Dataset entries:
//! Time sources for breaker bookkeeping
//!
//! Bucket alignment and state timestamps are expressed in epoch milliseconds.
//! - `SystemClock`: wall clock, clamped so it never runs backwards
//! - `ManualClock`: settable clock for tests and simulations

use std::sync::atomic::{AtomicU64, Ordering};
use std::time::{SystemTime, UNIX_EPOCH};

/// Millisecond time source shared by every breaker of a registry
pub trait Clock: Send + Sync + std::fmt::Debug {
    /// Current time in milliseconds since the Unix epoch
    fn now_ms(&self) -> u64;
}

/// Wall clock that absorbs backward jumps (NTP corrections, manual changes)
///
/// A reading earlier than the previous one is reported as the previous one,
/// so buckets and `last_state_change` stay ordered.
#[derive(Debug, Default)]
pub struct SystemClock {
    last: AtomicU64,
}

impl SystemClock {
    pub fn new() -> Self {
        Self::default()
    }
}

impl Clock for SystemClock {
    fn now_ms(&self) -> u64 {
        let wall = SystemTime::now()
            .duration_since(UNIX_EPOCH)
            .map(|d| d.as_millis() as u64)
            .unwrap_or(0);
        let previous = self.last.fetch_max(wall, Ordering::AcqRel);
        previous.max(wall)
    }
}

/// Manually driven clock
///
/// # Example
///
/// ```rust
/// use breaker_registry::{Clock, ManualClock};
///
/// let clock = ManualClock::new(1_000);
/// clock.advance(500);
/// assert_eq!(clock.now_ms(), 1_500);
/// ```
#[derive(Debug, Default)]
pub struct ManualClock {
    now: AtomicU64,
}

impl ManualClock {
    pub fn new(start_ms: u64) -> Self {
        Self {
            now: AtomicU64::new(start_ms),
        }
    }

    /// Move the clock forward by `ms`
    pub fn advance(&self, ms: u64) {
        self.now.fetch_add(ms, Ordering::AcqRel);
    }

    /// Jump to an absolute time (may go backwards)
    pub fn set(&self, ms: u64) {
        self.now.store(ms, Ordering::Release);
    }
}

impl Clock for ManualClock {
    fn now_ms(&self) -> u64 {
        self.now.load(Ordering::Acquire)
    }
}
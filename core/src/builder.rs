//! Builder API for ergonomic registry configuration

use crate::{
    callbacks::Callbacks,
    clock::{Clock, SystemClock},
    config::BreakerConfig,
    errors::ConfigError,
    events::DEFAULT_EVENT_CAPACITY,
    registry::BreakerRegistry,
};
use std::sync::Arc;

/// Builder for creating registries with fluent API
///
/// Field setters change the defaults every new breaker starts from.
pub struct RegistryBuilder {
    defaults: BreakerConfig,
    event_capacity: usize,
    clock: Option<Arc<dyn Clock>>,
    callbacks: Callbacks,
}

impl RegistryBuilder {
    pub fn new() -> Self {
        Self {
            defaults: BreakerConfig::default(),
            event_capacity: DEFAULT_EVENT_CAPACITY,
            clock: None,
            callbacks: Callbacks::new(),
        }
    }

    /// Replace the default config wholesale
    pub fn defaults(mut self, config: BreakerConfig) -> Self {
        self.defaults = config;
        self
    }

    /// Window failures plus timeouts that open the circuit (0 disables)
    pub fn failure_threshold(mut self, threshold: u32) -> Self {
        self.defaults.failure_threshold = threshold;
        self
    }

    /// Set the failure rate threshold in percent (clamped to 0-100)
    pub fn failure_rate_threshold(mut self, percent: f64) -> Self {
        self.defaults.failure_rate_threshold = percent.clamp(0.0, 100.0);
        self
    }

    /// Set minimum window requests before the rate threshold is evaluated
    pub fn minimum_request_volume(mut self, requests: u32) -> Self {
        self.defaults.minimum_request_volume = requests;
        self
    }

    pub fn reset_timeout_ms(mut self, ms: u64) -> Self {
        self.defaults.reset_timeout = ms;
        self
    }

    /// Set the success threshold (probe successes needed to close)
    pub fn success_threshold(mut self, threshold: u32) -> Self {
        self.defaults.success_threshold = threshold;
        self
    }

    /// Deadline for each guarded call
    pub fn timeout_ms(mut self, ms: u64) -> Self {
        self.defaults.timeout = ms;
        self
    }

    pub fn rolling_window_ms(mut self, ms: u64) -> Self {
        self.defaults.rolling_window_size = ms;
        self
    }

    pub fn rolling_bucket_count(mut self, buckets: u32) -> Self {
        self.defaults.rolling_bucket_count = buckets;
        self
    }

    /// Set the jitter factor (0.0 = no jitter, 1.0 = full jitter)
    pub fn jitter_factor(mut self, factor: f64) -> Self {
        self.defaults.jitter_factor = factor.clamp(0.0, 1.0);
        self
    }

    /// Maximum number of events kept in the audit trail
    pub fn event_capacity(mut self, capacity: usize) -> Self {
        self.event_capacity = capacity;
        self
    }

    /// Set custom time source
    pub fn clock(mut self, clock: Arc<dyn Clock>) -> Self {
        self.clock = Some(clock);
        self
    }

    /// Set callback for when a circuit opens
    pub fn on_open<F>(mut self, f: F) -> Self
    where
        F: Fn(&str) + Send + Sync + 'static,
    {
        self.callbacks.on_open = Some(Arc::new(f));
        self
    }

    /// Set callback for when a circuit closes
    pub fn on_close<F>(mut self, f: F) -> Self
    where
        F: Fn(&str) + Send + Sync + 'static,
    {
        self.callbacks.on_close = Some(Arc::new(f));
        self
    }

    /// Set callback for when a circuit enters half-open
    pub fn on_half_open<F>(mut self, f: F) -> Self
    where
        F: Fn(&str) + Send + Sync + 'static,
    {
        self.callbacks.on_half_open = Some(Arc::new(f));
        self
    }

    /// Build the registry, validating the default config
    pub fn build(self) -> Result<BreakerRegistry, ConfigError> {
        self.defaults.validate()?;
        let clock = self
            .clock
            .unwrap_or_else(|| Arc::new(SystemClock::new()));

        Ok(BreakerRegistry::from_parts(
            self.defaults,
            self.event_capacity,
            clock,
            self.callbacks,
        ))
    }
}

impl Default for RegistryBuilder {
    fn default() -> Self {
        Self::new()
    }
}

What is expected:
List, from the entries above, every line in which the word "impl" shows up.

Your response:
impl SystemClock {
impl Clock for SystemClock {
impl ManualClock {
impl Clock for ManualClock {
impl RegistryBuilder {
impl Default for RegistryBuilder {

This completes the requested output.